• [Aim of the exercise] From the entries, return every line where the string "InvalidDescriptor" shows up.

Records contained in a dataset
————————
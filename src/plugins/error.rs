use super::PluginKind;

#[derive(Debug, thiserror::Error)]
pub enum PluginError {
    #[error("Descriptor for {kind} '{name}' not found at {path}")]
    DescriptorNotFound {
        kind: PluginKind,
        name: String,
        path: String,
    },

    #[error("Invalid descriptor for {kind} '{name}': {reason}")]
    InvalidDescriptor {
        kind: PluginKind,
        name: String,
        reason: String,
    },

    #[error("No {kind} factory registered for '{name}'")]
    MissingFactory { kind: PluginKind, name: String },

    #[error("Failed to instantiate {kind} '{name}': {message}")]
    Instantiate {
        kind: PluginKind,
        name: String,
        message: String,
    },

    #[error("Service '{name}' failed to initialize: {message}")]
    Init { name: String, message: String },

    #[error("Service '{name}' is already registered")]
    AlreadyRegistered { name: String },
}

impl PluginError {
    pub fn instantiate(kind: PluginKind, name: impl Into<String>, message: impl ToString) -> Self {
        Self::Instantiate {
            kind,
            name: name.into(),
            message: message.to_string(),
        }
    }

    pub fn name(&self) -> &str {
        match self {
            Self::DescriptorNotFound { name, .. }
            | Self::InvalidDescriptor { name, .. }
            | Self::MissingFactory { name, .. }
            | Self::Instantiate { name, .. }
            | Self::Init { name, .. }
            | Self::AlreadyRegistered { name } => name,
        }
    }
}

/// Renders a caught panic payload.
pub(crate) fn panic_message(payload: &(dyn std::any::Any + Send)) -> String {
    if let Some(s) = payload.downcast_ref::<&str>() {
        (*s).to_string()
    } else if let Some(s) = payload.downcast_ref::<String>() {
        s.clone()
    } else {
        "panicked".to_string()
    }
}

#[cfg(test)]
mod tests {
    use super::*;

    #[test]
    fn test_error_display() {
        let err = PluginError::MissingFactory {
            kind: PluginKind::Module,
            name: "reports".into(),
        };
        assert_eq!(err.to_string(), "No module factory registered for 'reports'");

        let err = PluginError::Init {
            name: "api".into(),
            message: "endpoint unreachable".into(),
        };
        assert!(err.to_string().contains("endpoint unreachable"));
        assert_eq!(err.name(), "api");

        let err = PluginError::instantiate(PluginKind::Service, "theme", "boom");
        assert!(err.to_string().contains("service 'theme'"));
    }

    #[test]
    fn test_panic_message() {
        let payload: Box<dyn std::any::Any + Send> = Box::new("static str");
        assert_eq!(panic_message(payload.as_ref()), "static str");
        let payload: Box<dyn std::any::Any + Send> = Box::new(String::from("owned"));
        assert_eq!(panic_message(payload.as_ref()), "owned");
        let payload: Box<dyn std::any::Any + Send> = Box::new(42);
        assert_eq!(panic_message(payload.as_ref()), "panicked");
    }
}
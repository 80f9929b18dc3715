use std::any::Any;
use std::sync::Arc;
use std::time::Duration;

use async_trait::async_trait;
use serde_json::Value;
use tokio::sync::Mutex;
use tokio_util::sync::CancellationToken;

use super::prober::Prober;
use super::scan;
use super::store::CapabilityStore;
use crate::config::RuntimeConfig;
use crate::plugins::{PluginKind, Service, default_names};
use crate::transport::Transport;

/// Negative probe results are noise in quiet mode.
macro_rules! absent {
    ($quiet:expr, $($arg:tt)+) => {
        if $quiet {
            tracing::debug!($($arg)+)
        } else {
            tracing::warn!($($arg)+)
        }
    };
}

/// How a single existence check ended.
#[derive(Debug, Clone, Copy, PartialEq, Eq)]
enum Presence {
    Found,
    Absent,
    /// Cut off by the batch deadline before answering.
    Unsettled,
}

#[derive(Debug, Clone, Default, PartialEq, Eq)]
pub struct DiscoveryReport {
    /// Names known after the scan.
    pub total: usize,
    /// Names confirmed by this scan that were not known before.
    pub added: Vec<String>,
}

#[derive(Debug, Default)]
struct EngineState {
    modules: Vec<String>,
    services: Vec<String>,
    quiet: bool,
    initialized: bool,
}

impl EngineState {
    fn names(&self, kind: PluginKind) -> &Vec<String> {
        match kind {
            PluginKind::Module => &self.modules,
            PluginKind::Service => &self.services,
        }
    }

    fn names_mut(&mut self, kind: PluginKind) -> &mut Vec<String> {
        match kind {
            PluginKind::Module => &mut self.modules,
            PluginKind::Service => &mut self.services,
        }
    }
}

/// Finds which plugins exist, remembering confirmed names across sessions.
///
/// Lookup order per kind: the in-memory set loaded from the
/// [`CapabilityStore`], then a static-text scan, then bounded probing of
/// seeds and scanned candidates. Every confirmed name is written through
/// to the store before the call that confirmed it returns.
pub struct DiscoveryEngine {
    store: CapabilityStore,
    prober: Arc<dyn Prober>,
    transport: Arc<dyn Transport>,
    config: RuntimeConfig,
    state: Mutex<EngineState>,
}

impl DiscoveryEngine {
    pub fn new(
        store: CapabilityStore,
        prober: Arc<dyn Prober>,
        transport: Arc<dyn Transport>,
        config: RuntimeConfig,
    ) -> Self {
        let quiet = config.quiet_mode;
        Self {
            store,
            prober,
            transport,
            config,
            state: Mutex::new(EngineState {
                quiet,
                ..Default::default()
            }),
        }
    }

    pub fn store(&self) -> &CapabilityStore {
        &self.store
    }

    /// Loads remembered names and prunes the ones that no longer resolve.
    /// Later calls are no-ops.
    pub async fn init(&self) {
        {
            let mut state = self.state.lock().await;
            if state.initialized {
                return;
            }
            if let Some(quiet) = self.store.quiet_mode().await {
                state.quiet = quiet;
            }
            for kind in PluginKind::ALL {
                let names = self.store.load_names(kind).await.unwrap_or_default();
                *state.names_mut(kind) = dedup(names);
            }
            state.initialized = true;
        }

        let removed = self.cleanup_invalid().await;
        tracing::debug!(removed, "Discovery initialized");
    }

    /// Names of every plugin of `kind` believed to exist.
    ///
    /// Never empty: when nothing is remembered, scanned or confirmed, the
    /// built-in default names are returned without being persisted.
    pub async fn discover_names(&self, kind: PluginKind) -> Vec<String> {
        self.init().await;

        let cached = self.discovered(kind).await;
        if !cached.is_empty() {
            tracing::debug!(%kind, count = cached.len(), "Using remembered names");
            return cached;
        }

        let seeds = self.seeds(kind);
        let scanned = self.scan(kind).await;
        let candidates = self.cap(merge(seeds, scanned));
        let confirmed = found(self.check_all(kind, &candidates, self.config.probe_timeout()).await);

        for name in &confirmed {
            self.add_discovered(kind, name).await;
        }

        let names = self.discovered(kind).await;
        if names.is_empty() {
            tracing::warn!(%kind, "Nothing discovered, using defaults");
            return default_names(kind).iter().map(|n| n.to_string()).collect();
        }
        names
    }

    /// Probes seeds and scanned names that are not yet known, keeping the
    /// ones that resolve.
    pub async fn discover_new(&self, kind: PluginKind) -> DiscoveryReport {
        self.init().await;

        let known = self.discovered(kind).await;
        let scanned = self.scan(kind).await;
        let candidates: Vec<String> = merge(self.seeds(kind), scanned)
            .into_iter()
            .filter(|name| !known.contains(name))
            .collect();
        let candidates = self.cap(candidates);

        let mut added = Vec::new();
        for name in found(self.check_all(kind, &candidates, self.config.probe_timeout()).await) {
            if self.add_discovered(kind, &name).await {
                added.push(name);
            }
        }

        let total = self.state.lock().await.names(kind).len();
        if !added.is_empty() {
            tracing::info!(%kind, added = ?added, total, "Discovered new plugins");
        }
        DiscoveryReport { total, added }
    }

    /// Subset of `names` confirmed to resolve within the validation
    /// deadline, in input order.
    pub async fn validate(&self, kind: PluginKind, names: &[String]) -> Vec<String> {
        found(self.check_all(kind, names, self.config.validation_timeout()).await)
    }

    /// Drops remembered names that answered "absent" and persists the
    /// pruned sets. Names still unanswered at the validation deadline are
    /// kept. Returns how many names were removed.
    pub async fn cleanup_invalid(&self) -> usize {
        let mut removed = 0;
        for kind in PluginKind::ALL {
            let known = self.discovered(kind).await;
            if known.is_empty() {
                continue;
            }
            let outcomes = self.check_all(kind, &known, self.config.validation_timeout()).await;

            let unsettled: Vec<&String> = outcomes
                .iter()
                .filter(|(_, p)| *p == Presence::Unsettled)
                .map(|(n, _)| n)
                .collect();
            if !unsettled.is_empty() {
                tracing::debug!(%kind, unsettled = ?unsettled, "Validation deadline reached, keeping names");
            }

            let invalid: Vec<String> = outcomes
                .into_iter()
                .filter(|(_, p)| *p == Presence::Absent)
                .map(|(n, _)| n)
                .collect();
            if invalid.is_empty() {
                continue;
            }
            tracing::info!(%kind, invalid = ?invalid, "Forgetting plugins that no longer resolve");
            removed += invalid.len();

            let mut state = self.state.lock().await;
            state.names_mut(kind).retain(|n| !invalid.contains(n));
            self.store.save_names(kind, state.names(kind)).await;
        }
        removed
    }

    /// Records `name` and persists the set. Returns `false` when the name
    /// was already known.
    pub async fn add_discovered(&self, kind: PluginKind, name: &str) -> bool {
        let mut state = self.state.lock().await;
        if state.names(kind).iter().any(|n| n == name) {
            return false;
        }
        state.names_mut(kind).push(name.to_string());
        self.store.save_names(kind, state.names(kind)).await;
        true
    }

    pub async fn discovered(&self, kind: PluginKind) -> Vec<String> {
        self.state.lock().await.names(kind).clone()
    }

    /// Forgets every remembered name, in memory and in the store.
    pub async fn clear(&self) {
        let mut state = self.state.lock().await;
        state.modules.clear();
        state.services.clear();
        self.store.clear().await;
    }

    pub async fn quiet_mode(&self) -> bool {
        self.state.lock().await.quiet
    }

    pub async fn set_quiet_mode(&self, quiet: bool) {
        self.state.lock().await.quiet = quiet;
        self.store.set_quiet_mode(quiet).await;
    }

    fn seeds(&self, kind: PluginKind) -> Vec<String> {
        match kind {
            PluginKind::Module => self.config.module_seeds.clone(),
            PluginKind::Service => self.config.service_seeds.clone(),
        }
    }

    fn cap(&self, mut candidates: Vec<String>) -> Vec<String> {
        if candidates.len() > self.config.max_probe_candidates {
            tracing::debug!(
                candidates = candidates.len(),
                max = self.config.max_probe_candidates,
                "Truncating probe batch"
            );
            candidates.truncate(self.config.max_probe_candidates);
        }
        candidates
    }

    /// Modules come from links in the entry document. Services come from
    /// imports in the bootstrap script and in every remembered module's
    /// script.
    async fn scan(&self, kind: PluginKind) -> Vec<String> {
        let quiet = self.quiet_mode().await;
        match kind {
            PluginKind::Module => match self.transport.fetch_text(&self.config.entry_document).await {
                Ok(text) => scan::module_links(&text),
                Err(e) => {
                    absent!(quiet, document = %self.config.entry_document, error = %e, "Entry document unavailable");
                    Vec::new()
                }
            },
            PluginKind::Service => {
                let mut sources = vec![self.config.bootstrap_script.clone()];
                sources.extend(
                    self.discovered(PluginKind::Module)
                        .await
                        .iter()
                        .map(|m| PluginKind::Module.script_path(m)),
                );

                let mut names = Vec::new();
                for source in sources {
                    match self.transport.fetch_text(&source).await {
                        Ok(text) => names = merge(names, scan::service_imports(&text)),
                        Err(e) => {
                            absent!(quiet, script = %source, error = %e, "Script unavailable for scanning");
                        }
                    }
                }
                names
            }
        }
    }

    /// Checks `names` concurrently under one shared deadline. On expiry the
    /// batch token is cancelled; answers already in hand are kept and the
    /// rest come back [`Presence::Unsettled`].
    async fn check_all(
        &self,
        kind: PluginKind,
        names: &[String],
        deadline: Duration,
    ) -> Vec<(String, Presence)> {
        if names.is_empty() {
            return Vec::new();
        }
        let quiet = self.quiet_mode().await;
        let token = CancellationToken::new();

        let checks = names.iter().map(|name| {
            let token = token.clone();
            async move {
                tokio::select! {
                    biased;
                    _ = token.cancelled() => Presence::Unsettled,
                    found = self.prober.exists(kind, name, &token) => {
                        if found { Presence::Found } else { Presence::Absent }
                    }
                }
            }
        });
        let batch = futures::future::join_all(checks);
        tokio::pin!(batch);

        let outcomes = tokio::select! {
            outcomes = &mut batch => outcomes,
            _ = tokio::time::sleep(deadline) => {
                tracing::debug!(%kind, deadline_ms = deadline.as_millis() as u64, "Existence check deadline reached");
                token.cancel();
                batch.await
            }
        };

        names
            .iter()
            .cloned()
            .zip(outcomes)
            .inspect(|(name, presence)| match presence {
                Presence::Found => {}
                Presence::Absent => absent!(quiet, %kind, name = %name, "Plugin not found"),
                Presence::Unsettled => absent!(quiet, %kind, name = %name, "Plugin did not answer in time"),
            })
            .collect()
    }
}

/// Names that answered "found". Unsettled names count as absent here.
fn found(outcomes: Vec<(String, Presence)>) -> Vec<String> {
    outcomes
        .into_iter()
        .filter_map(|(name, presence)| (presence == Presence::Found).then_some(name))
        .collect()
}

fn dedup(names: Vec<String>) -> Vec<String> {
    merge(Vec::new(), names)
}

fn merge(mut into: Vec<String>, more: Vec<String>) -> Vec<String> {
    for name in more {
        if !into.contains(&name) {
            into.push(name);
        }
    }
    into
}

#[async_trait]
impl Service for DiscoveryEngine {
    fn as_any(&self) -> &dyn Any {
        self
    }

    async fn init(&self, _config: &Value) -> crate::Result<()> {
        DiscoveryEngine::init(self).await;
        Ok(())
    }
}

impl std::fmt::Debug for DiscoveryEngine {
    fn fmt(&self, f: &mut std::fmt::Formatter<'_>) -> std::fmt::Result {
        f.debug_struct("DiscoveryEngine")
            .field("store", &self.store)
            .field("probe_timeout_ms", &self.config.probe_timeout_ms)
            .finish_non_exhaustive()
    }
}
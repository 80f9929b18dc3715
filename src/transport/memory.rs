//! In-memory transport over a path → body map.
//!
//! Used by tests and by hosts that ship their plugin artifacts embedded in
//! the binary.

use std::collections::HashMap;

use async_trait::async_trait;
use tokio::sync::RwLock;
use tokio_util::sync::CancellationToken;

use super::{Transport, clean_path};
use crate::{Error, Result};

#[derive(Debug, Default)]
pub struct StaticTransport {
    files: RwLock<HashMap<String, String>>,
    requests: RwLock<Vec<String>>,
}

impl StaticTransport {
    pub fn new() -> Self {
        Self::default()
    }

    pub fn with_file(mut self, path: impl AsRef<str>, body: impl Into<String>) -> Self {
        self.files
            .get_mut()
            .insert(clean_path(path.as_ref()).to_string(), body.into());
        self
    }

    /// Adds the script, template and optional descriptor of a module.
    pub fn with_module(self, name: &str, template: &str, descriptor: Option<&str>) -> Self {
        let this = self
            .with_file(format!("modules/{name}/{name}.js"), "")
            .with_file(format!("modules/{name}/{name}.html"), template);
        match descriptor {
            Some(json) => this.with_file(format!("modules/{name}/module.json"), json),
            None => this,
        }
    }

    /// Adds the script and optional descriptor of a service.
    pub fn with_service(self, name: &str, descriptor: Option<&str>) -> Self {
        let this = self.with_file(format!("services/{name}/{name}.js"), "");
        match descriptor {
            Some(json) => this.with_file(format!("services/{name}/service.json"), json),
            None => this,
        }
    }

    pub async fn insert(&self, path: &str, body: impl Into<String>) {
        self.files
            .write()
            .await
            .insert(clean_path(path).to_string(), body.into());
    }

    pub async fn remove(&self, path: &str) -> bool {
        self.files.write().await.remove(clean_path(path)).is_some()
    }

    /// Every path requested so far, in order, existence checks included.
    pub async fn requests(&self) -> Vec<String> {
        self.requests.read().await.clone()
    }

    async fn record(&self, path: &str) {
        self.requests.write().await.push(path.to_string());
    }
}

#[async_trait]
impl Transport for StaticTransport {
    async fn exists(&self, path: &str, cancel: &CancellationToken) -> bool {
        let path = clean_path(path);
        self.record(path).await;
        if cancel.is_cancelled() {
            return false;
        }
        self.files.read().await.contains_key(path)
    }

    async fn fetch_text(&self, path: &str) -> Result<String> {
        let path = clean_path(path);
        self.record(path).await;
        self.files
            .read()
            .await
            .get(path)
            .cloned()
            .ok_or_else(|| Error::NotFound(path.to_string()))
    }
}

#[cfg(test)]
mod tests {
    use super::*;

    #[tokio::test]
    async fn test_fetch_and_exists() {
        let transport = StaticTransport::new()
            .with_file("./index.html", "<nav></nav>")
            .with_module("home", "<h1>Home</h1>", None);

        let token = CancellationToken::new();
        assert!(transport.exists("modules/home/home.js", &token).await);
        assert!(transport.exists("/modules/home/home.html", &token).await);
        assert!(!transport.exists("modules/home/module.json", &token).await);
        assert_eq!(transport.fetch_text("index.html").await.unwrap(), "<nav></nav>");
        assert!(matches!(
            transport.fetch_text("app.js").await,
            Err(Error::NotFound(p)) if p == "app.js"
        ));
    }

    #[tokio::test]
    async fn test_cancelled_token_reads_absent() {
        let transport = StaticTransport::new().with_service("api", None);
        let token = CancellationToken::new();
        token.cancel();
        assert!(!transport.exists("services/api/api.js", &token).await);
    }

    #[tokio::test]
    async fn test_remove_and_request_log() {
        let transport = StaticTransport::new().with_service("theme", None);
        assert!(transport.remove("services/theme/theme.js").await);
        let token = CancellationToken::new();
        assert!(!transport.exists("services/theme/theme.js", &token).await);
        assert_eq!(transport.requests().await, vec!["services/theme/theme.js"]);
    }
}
————————
• [Answer box]
    InvalidDescriptor {
            | Self::InvalidDescriptor { name, .. }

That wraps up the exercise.